Overall, 27% of practitioners and 50% of facilitators who engaged or delivered the programme have moved posts from when they started the programme, This inevitably will have an impact on the ability for organisations to embed and sustain QI cultures and the Children In Fife partnership to maintain continuity in future training deliveries.

High numbers attended all three programme cohorts, 84% of practitioners who started went on to complete the programme and 48% of improvement projects scaled and spread to a second site. Underpinning that increased knowledge and confidence in all areas of QI is an enabler to achieving more robust and sustainable change and improvement.

Despite a significant proportion of staff and facilitator turnover, the skills and knowledge gained are applicable to any environment. The training programme design can be quickly replicated and offered more widely to the Children In Fife partnership, if respective multi-agency investment and commitment is secured.


Ingrid Alexander - Improvement Programmes Manager, NHS Fife for supporting the programme from inception to completion. Furthermore for their enthusiasm, support and coaching as Scottish Improvement Leaders Programme organisational mentor.

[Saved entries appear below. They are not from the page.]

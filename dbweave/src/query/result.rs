// Copyright (c) 2025 Kirky.X
//
// Licensed under the MIT License
// See LICENSE file in the project root for full license information.

//! 查询结果
//!
//! 一次执行的物化结果集。行在构造时一次性取回，之后所有访问、聚合、
//! 变换都只在内存中完成，不会再次访问数据库。变换方法返回新的集合，
//! 不修改结果本身。

use indexmap::IndexMap;
use serde::Serialize;
use serde_json::Value as JsonValue;
use std::cmp::Ordering;
use std::time::Duration;

use super::value::Value;
use crate::config::{DbError, DbResult};

/// 一行数据：列名 → 值
pub type Row = serde_json::Map<String, JsonValue>;

/// 物化的查询结果
#[derive(Debug, Clone, Serialize)]
pub struct QueryResult {
    rows: Vec<Row>,
    sql: String,
    bindings: IndexMap<String, Value>,
    #[serde(with = "duration_millis")]
    execution_time: Duration,
    affected_rows: u64,
}

/// 内存分页结果
#[derive(Debug, Clone, PartialEq, Serialize)]
pub struct Page {
    /// 当前页数据
    pub data: Vec<Row>,
    /// 当前页码（从 1 开始）
    pub current_page: usize,
    /// 每页条数
    pub per_page: usize,
    /// 总条数
    pub total: usize,
    /// 最后一页页码
    pub last_page: usize,
    /// 是否还有下一页
    pub has_more: bool,
}

impl QueryResult {
    /// 构造结果
    pub fn new(
        rows: Vec<Row>,
        sql: impl Into<String>,
        bindings: IndexMap<String, Value>,
        execution_time: Duration,
        affected_rows: u64,
    ) -> Self {
        Self {
            rows,
            sql: sql.into(),
            bindings,
            execution_time,
            affected_rows,
        }
    }

    /// 全部行
    pub fn all(&self) -> &[Row] {
        &self.rows
    }

    /// 取出全部行
    pub fn into_rows(self) -> Vec<Row> {
        self.rows
    }

    /// 第一行
    pub fn first(&self) -> Option<&Row> {
        self.rows.first()
    }

    /// 第一行，结果为空时返回 `DbError::NotFound`
    pub fn first_or_fail(&self) -> DbResult<&Row> {
        self.rows
            .first()
            .ok_or_else(|| DbError::NotFound("Query returned no rows".to_string()))
    }

    /// 最后一行
    pub fn last(&self) -> Option<&Row> {
        self.rows.last()
    }

    /// 是否为空
    pub fn is_empty(&self) -> bool {
        self.rows.is_empty()
    }

    /// 行数
    pub fn count(&self) -> usize {
        self.rows.len()
    }

    /// 执行的 SQL（命名占位符形式）
    pub fn sql(&self) -> &str {
        &self.sql
    }

    /// 执行时使用的绑定
    pub fn bindings(&self) -> &IndexMap<String, Value> {
        &self.bindings
    }

    /// 执行耗时
    pub fn execution_time(&self) -> Duration {
        self.execution_time
    }

    /// 受影响行数（仅对 INSERT / UPDATE / DELETE 有意义）
    pub fn affected_rows(&self) -> u64 {
        self.affected_rows
    }

    /// 逐行映射
    pub fn map<T, F>(&self, f: F) -> Vec<T>
    where
        F: FnMut(&Row) -> T,
    {
        self.rows.iter().map(f).collect()
    }

    /// 过滤出满足条件的行
    pub fn filter<F>(&self, mut predicate: F) -> Vec<Row>
    where
        F: FnMut(&Row) -> bool,
    {
        self.rows.iter().filter(|row| predicate(row)).cloned().collect()
    }

    /// 按列分组，缺失或 NULL 的值以字符串 `"null"` 作为键
    pub fn group_by(&self, column: &str) -> IndexMap<String, Vec<Row>> {
        let mut groups: IndexMap<String, Vec<Row>> = IndexMap::new();
        for row in &self.rows {
            groups.entry(group_key(row.get(column))).or_default().push(row.clone());
        }
        groups
    }

    /// 取出某一列，缺失值为 NULL
    pub fn pluck(&self, column: &str) -> Vec<JsonValue> {
        self.rows
            .iter()
            .map(|row| row.get(column).cloned().unwrap_or(JsonValue::Null))
            .collect()
    }

    /// 以 `key_column` 为键取出 `value_column`
    pub fn pluck_keyed(&self, value_column: &str, key_column: &str) -> IndexMap<String, JsonValue> {
        self.rows
            .iter()
            .map(|row| {
                (
                    group_key(row.get(key_column)),
                    row.get(value_column).cloned().unwrap_or(JsonValue::Null),
                )
            })
            .collect()
    }

    /// 以某列为键索引行，重复键保留最后一行
    pub fn key_by(&self, column: &str) -> IndexMap<String, Row> {
        self.rows
            .iter()
            .map(|row| (group_key(row.get(column)), row.clone()))
            .collect()
    }

    /// 数值列求和，非数值忽略
    pub fn sum(&self, column: &str) -> f64 {
        self.numbers(column).sum()
    }

    /// 数值列平均值，没有数值时为 None
    pub fn avg(&self, column: &str) -> Option<f64> {
        let values: Vec<f64> = self.numbers(column).collect();
        if values.is_empty() {
            None
        } else {
            Some(values.iter().sum::<f64>() / values.len() as f64)
        }
    }

    /// 数值列最小值
    pub fn min(&self, column: &str) -> Option<f64> {
        self.numbers(column).reduce(f64::min)
    }

    /// 数值列最大值
    pub fn max(&self, column: &str) -> Option<f64> {
        self.numbers(column).reduce(f64::max)
    }

    /// 某列的去重值，保持首次出现顺序
    pub fn unique(&self, column: &str) -> Vec<JsonValue> {
        let mut seen = Vec::new();
        for value in self.pluck(column) {
            if !seen.contains(&value) {
                seen.push(value);
            }
        }
        seen
    }

    /// 按列升序排序（稳定排序，NULL 在前）
    pub fn sort_by(&self, column: &str) -> Vec<Row> {
        let mut rows = self.rows.clone();
        rows.sort_by(|a, b| compare_json(a.get(column), b.get(column)));
        rows
    }

    /// 按列降序排序
    pub fn sort_by_desc(&self, column: &str) -> Vec<Row> {
        let mut rows = self.rows.clone();
        rows.sort_by(|a, b| compare_json(b.get(column), a.get(column)));
        rows
    }

    /// 按固定大小切块
    pub fn chunk(&self, size: usize) -> Vec<Vec<Row>> {
        if size == 0 {
            return Vec::new();
        }
        self.rows.chunks(size).map(<[Row]>::to_vec).collect()
    }

    /// 对已取回的结果做内存分页
    ///
    /// 页码从 1 开始；`per_page` 为 0 时按 1 处理，页码为 0 时按 1 处理。
    pub fn paginate(&self, per_page: usize, page: usize) -> Page {
        let per_page = per_page.max(1);
        let page = page.max(1);
        let total = self.rows.len();
        let last_page = total.div_ceil(per_page).max(1);
        let start = (page - 1).saturating_mul(per_page).min(total);
        let end = start.saturating_add(per_page).min(total);

        Page {
            data: self.rows[start..end].to_vec(),
            current_page: page,
            per_page,
            total,
            last_page,
            has_more: page < last_page,
        }
    }

    /// 序列化行为 JSON 数组
    pub fn to_json(&self) -> JsonValue {
        JsonValue::Array(self.rows.iter().cloned().map(JsonValue::Object).collect())
    }

    fn numbers<'a>(&'a self, column: &'a str) -> impl Iterator<Item = f64> + 'a {
        self.rows.iter().filter_map(move |row| match row.get(column) {
            Some(JsonValue::Number(n)) => n.as_f64(),
            Some(JsonValue::String(s)) => s.trim().parse::<f64>().ok(),
            _ => None,
        })
    }
}

impl<'a> IntoIterator for &'a QueryResult {
    type Item = &'a Row;
    type IntoIter = std::slice::Iter<'a, Row>;

    fn into_iter(self) -> Self::IntoIter {
        self.rows.iter()
    }
}

impl IntoIterator for QueryResult {
    type Item = Row;
    type IntoIter = std::vec::IntoIter<Row>;

    fn into_iter(self) -> Self::IntoIter {
        self.rows.into_iter()
    }
}

fn group_key(value: Option<&JsonValue>) -> String {
    match value {
        None | Some(JsonValue::Null) => "null".to_string(),
        Some(JsonValue::String(s)) => s.clone(),
        Some(other) => other.to_string(),
    }
}

fn compare_json(a: Option<&JsonValue>, b: Option<&JsonValue>) -> Ordering {
    let rank = |v: Option<&JsonValue>| match v {
        None | Some(JsonValue::Null) => 0,
        Some(JsonValue::Bool(_)) => 1,
        Some(JsonValue::Number(_)) => 2,
        Some(JsonValue::String(_)) => 3,
        Some(_) => 4,
    };
    match (a, b) {
        (Some(JsonValue::Number(x)), Some(JsonValue::Number(y))) => x
            .as_f64()
            .unwrap_or_default()
            .partial_cmp(&y.as_f64().unwrap_or_default())
            .unwrap_or(Ordering::Equal),
        (Some(JsonValue::String(x)), Some(JsonValue::String(y))) => x.cmp(y),
        (Some(JsonValue::Bool(x)), Some(JsonValue::Bool(y))) => x.cmp(y),
        _ => rank(a).cmp(&rank(b)),
    }
}

mod duration_millis {
    use serde::Serializer;
    use std::time::Duration;

    pub fn serialize<S: Serializer>(duration: &Duration, serializer: S) -> Result<S::Ok, S::Error> {
        serializer.serialize_f64(duration.as_secs_f64() * 1000.0)
    }
}

#[cfg(test)]
mod tests {
    use super::*;
    use serde_json::json;

    fn row(value: JsonValue) -> Row {
        match value {
            JsonValue::Object(map) => map,
            _ => panic!("expected object"),
        }
    }

    fn sample() -> QueryResult {
        let rows = vec![
            row(json!({"id": 1, "team": "red", "score": 10})),
            row(json!({"id": 2, "team": "blue", "score": 30})),
            row(json!({"id": 3, "team": "red", "score": 20})),
            row(json!({"id": 4, "team": null, "score": "5"})),
        ];
        QueryResult::new(rows, "SELECT * FROM players", IndexMap::new(), Duration::from_millis(3), 0)
    }

    fn empty() -> QueryResult {
        QueryResult::new(vec![], "SELECT * FROM players", IndexMap::new(), Duration::ZERO, 0)
    }

    /// TEST-U-090: count 与 all 长度一致
    #[test]
    fn test_count_matches_all() {
        let result = sample();
        assert_eq!(result.count(), result.all().len());
        assert_eq!(empty().count(), empty().all().len());
    }

    /// TEST-U-091: first_or_fail
    #[test]
    fn test_first_or_fail() {
        assert!(matches!(empty().first_or_fail(), Err(DbError::NotFound(_))));
        let result = sample();
        assert_eq!(result.first_or_fail().unwrap()["id"], json!(1));
        assert_eq!(result.last().unwrap()["id"], json!(4));
    }

    /// TEST-U-092: 分组与 NULL 键
    #[test]
    fn test_group_by() {
        let groups = sample().group_by("team");
        assert_eq!(groups.keys().collect::<Vec<_>>(), vec!["red", "blue", "null"]);
        assert_eq!(groups["red"].len(), 2);
        assert_eq!(sample().group_by("missing")["null"].len(), 4);
    }

    /// TEST-U-093: pluck / key_by / unique
    #[test]
    fn test_pluck_and_key_by() {
        let result = sample();
        assert_eq!(result.pluck("id"), vec![json!(1), json!(2), json!(3), json!(4)]);
        assert_eq!(result.pluck("nope"), vec![JsonValue::Null; 4]);
        let keyed = result.key_by("id");
        assert_eq!(keyed["2"]["team"], json!("blue"));
        assert_eq!(result.unique("team"), vec![json!("red"), json!("blue"), JsonValue::Null]);
        assert_eq!(result.pluck_keyed("score", "id")["3"], json!(20));
    }

    /// TEST-U-094: 聚合
    #[test]
    fn test_aggregates() {
        let result = sample();
        assert_eq!(result.sum("score"), 65.0);
        assert_eq!(result.avg("score"), Some(16.25));
        assert_eq!(result.min("score"), Some(5.0));
        assert_eq!(result.max("score"), Some(30.0));
        assert_eq!(empty().avg("score"), None);
        assert_eq!(empty().sum("score"), 0.0);
    }

    /// TEST-U-095: 排序与过滤不修改原结果
    #[test]
    fn test_sort_and_filter() {
        let result = sample();
        let sorted = result.sort_by_desc("id");
        assert_eq!(sorted[0]["id"], json!(4));
        assert_eq!(result.first().unwrap()["id"], json!(1));

        let reds = result.filter(|r| r.get("team") == Some(&json!("red")));
        assert_eq!(reds.len(), 2);

        let ids = result.map(|r| r["id"].as_i64().unwrap_or_default());
        assert_eq!(ids, vec![1, 2, 3, 4]);
    }

    /// TEST-U-096: 内存分页
    #[test]
    fn test_paginate() {
        let result = sample();
        let page = result.paginate(3, 1);
        assert_eq!(page.data.len(), 3);
        assert_eq!(page.total, 4);
        assert_eq!(page.last_page, 2);
        assert!(page.has_more);

        let page = result.paginate(3, 2);
        assert_eq!(page.data.len(), 1);
        assert!(!page.has_more);

        let beyond = result.paginate(3, 9);
        assert!(beyond.data.is_empty());
        assert_eq!(beyond.current_page, 9);

        let empty_page = empty().paginate(10, 1);
        assert_eq!(empty_page.last_page, 1);
        assert!(!empty_page.has_more);
    }

    /// TEST-U-097: 切块与 JSON 输出
    #[test]
    fn test_chunk_and_json() {
        let result = sample();
        let chunks = result.chunk(3);
        assert_eq!(chunks.len(), 2);
        assert_eq!(chunks[1].len(), 1);
        assert!(result.chunk(0).is_empty());
        assert_eq!(result.to_json().as_array().map(Vec::len), Some(4));
    }
}
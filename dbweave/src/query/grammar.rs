// Copyright (c) 2025 Kirky.X
//
// Licensed under the MIT License
// See LICENSE file in the project root for full license information.

//! SQL 语法器
//!
//! 把 [`QueryComponents`] 编译成目标方言的 SQL 文本。语法器是无状态的纯函数集合：
//! 标识符按方言的引用符包裹，通配符 `*`、数字字面量、函数调用表达式与
//! `CURRENT_TIMESTAMP` 一类关键字表达式保持原样，已经包裹过的标识符不会再次包裹。
//!
//! 空列表策略：`IN ()` 编译为恒假谓词 `1=0`（不匹配任何行），
//! `NOT IN ()` 编译为恒真谓词 `1=1`（匹配所有行）。调用方传入空集合时
//! 得到的是"没有行"或"所有行"，而不是错误或非法 SQL。

use indexmap::IndexMap;
use std::fmt::Debug;
use std::sync::Arc;

use super::components::{CompiledQuery, Having, Join, QueryComponents, Where, WhereClause};
use super::value::Value;
use crate::config::{DbError, DbResult, Driver};

/// 保持原样的关键字表达式
const KEYWORD_EXPRESSIONS: &[&str] = &[
    "CURRENT_TIMESTAMP",
    "CURRENT_DATE",
    "CURRENT_TIME",
    "LOCALTIME",
    "LOCALTIMESTAMP",
    "NULL",
    "TRUE",
    "FALSE",
];

/// 方言语法器
pub trait SqlGrammar: Debug + Send + Sync {
    /// 方言名称
    fn name(&self) -> &'static str;

    /// 标识符引用符
    fn quote_char(&self) -> char;

    /// 只有 OFFSET 没有 LIMIT 时的写法
    fn compile_offset_only(&self, offset: u64) -> String;

    /// INSERT 之后返回主键的子句（不支持时为 None）
    fn compile_returning(&self, _column: &str) -> Option<String> {
        None
    }

    /// 包裹单个标识符片段
    fn wrap_segment(&self, segment: &str) -> String {
        let q = self.quote_char();
        if segment == "*" || is_quoted(segment) {
            return segment.to_string();
        }
        let escaped = segment.replace(q, &format!("{q}{q}"));
        format!("{q}{escaped}{q}")
    }

    /// 包裹列名
    ///
    /// 支持 `table.column` 限定与 `AS` 别名（别名本身不包裹）。
    fn wrap_column(&self, column: &str) -> String {
        let column = column.trim();
        if column == "*" || is_expression(column) {
            return column.to_string();
        }
        if let Some((expr, alias)) = split_alias(column) {
            return format!("{} AS {}", self.wrap_column(expr), alias);
        }
        column
            .split('.')
            .map(|segment| self.wrap_segment(segment.trim()))
            .collect::<Vec<_>>()
            .join(".")
    }

    /// 包裹表名，规则与列名相同
    fn wrap_table(&self, table: &str) -> String {
        self.wrap_column(table)
    }

    /// 编译 SELECT
    ///
    /// 子句按固定顺序输出：select → from → joins → where → group → having → order → limit。
    fn compile_select(&self, components: &QueryComponents) -> String {
        let mut sql = String::from("SELECT ");
        if components.distinct {
            sql.push_str("DISTINCT ");
        }
        let columns = if components.columns.is_empty() {
            "*".to_string()
        } else {
            components
                .columns
                .iter()
                .map(|c| self.wrap_column(c))
                .collect::<Vec<_>>()
                .join(", ")
        };
        sql.push_str(&columns);
        sql.push_str(" FROM ");
        sql.push_str(&self.wrap_table(&components.table));

        for join in &components.joins {
            sql.push_str(&self.compile_join(join));
        }

        if !components.wheres.is_empty() {
            sql.push_str(" WHERE ");
            sql.push_str(&self.compile_wheres(&components.wheres));
        }

        if !components.groups.is_empty() {
            sql.push_str(" GROUP BY ");
            sql.push_str(
                &components
                    .groups
                    .iter()
                    .map(|g| self.wrap_column(g))
                    .collect::<Vec<_>>()
                    .join(", "),
            );
        }

        if !components.havings.is_empty() {
            sql.push_str(" HAVING ");
            sql.push_str(&self.compile_havings(&components.havings));
        }

        if !components.orders.is_empty() {
            sql.push_str(" ORDER BY ");
            sql.push_str(
                &components
                    .orders
                    .iter()
                    .map(|o| format!("{} {}", self.wrap_column(&o.column), o.direction.as_sql()))
                    .collect::<Vec<_>>()
                    .join(", "),
            );
        }

        sql.push_str(&self.compile_limit(components.limit, components.offset));
        sql
    }

    /// 编译计数查询，忽略排序与分页
    ///
    /// 带 DISTINCT 或 GROUP BY 时把原查询包成子查询，计数结果与 SELECT 返回的行数一致。
    fn compile_count(&self, components: &QueryComponents, alias: &str) -> String {
        let mut inner = components.clone();
        inner.orders.clear();
        inner.limit = None;
        inner.offset = None;

        if inner.distinct || !inner.groups.is_empty() {
            return format!(
                "SELECT COUNT(*) AS {} FROM ({}) AS {}_table",
                alias,
                self.compile_select(&inner),
                alias
            );
        }
        inner.columns = vec![format!("COUNT(*) AS {}", alias)];
        self.compile_select(&inner)
    }

    /// 编译 JOIN
    fn compile_join(&self, join: &Join) -> String {
        format!(
            " {} {} ON {} {} {}",
            join.kind.as_sql(),
            self.wrap_table(&join.table),
            self.wrap_column(&join.first),
            join.operator,
            self.wrap_column(&join.second)
        )
    }

    /// 编译 WHERE 列表（不含 `WHERE` 关键字）
    fn compile_wheres(&self, wheres: &[Where]) -> String {
        let mut sql = String::new();
        for (index, item) in wheres.iter().enumerate() {
            if index > 0 {
                sql.push(' ');
                sql.push_str(item.boolean.as_sql());
                sql.push(' ');
            }
            sql.push_str(&self.compile_where(&item.clause));
        }
        sql
    }

    /// 编译单个 WHERE 条件
    fn compile_where(&self, clause: &WhereClause) -> String {
        match clause {
            WhereClause::Basic {
                column,
                operator,
                binding,
            } => format!("{} {} :{}", self.wrap_column(column), operator, binding),
            WhereClause::In {
                column,
                bindings,
                negated,
            } => {
                if bindings.is_empty() {
                    return if *negated { "1=1".to_string() } else { "1=0".to_string() };
                }
                let placeholders = bindings.iter().map(|b| format!(":{}", b)).collect::<Vec<_>>().join(", ");
                format!(
                    "{} {}IN ({})",
                    self.wrap_column(column),
                    if *negated { "NOT " } else { "" },
                    placeholders
                )
            }
            WhereClause::Null { column, negated } => format!(
                "{} IS {}NULL",
                self.wrap_column(column),
                if *negated { "NOT " } else { "" }
            ),
            WhereClause::Between {
                column,
                min,
                max,
                negated,
            } => format!(
                "{} {}BETWEEN :{} AND :{}",
                self.wrap_column(column),
                if *negated { "NOT " } else { "" },
                min,
                max
            ),
            WhereClause::Raw { sql } => sql.clone(),
        }
    }

    /// 编译 HAVING 列表
    fn compile_havings(&self, havings: &[Having]) -> String {
        let mut sql = String::new();
        for (index, having) in havings.iter().enumerate() {
            if index > 0 {
                sql.push(' ');
                sql.push_str(having.boolean.as_sql());
                sql.push(' ');
            }
            sql.push_str(&format!(
                "{} {} :{}",
                self.wrap_column(&having.column),
                having.operator,
                having.binding
            ));
        }
        sql
    }

    /// 编译 LIMIT / OFFSET
    fn compile_limit(&self, limit: Option<u64>, offset: Option<u64>) -> String {
        match (limit, offset) {
            (Some(limit), Some(offset)) => format!(" LIMIT {} OFFSET {}", limit, offset),
            (Some(limit), None) => format!(" LIMIT {}", limit),
            (None, Some(offset)) => self.compile_offset_only(offset),
            (None, None) => String::new(),
        }
    }

    /// 编译 INSERT（单行或多行）
    ///
    /// 单行时占位符为列名；多行时每行的占位符追加行号后缀以保持唯一。
    ///
    /// # Errors
    ///
    /// 没有行、没有列或各行列集合不一致时返回 `DbError::InvalidArgument`
    fn compile_insert(&self, table: &str, rows: &[IndexMap<String, Value>]) -> DbResult<CompiledQuery> {
        let first = rows
            .first()
            .filter(|row| !row.is_empty())
            .ok_or_else(|| DbError::InvalidArgument("Insert values cannot be empty".to_string()))?;
        let columns: Vec<&String> = first.keys().collect();

        let multi = rows.len() > 1;
        let mut bindings = IndexMap::new();
        let mut tuples = Vec::with_capacity(rows.len());

        for (row_index, row) in rows.iter().enumerate() {
            if row.len() != columns.len() || columns.iter().any(|c| !row.contains_key(c.as_str())) {
                return Err(DbError::InvalidArgument(format!(
                    "Insert row {} does not match the columns of the first row",
                    row_index
                )));
            }
            let mut placeholders = Vec::with_capacity(columns.len());
            for column in &columns {
                let base = if multi {
                    format!("{}_{}", sanitize_binding_name(column), row_index)
                } else {
                    sanitize_binding_name(column)
                };
                let name = unique_name(&bindings, base);
                placeholders.push(format!(":{}", name));
                bindings.insert(name, row[column.as_str()].clone());
            }
            tuples.push(format!("({})", placeholders.join(", ")));
        }

        let sql = format!(
            "INSERT INTO {} ({}) VALUES {}",
            self.wrap_table(table),
            columns.iter().map(|c| self.wrap_column(c)).collect::<Vec<_>>().join(", "),
            tuples.join(", ")
        );

        Ok(CompiledQuery { sql, bindings })
    }

    /// 编译 UPDATE，`sets` 为 `(列, 占位符名)`
    fn compile_update(&self, components: &QueryComponents, sets: &[(String, String)]) -> String {
        let assignments = sets
            .iter()
            .map(|(column, binding)| format!("{} = :{}", self.wrap_column(column), binding))
            .collect::<Vec<_>>()
            .join(", ");
        let mut sql = format!("UPDATE {} SET {}", self.wrap_table(&components.table), assignments);
        if !components.wheres.is_empty() {
            sql.push_str(" WHERE ");
            sql.push_str(&self.compile_wheres(&components.wheres));
        }
        sql
    }

    /// 编译 DELETE
    fn compile_delete(&self, components: &QueryComponents) -> String {
        let mut sql = format!("DELETE FROM {}", self.wrap_table(&components.table));
        if !components.wheres.is_empty() {
            sql.push_str(" WHERE ");
            sql.push_str(&self.compile_wheres(&components.wheres));
        }
        sql
    }
}
// Copyright (c) 2025 Kirky.X
//
// Licensed under the MIT License
// See LICENSE file in the project root for full license information.

//! 查询模块
//!
//! - [`QueryBuilder`]: 链式构建查询，委托语法器编译、委托连接管理器执行
//! - [`SqlGrammar`]: 无状态的方言编译器（MySQL / PostgreSQL / SQLite）
//! - [`QueryResult`]: 物化结果集及其内存聚合与变换

pub mod binder;
mod builder;
mod components;
mod grammar;
mod result;
mod value;

pub use builder::QueryBuilder;
pub use components::{
    Boolean, CompiledQuery, Direction, Having, Join, JoinType, Order, QueryComponents, Where, WhereClause,
};
pub use grammar::{MySqlGrammar, PostgresGrammar, SqlGrammar, SqliteGrammar, grammar_for, sanitize_binding_name};
pub use result::{Page, QueryResult, Row};
pub use value::Value;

Contributors to the programme:

Sacha Will - Scottish Government Improvement Advisor, Early Years Collaborative.

Mairi Ferris - Fife Council (Improvement Advisor - IHI wave 37)

Nicola Harkins & Joanne Rafferty - NHS FIfe, Organisational Development

To all participants who subscribed to the programmme and applied the skills and knowledge to everyday practice, the improvements are tangible and recorded positive outcomes for children and families across Fife.

Leadership and enthusiasm Fife Partnership, for permission and support to embedding a QI culture across the Children In Fife partnership as ‘everyday business’.



  • Declaration of interests Nothing to declare.

  • Ethical approval No ethical approval was sought for this project. All practitioners participated on the programme by voluntary accord and any respective improvement project was determined by those attending. The improvement projects were primarily intended to improve local healthcare. No practitioner should be identifiable through any part of the article.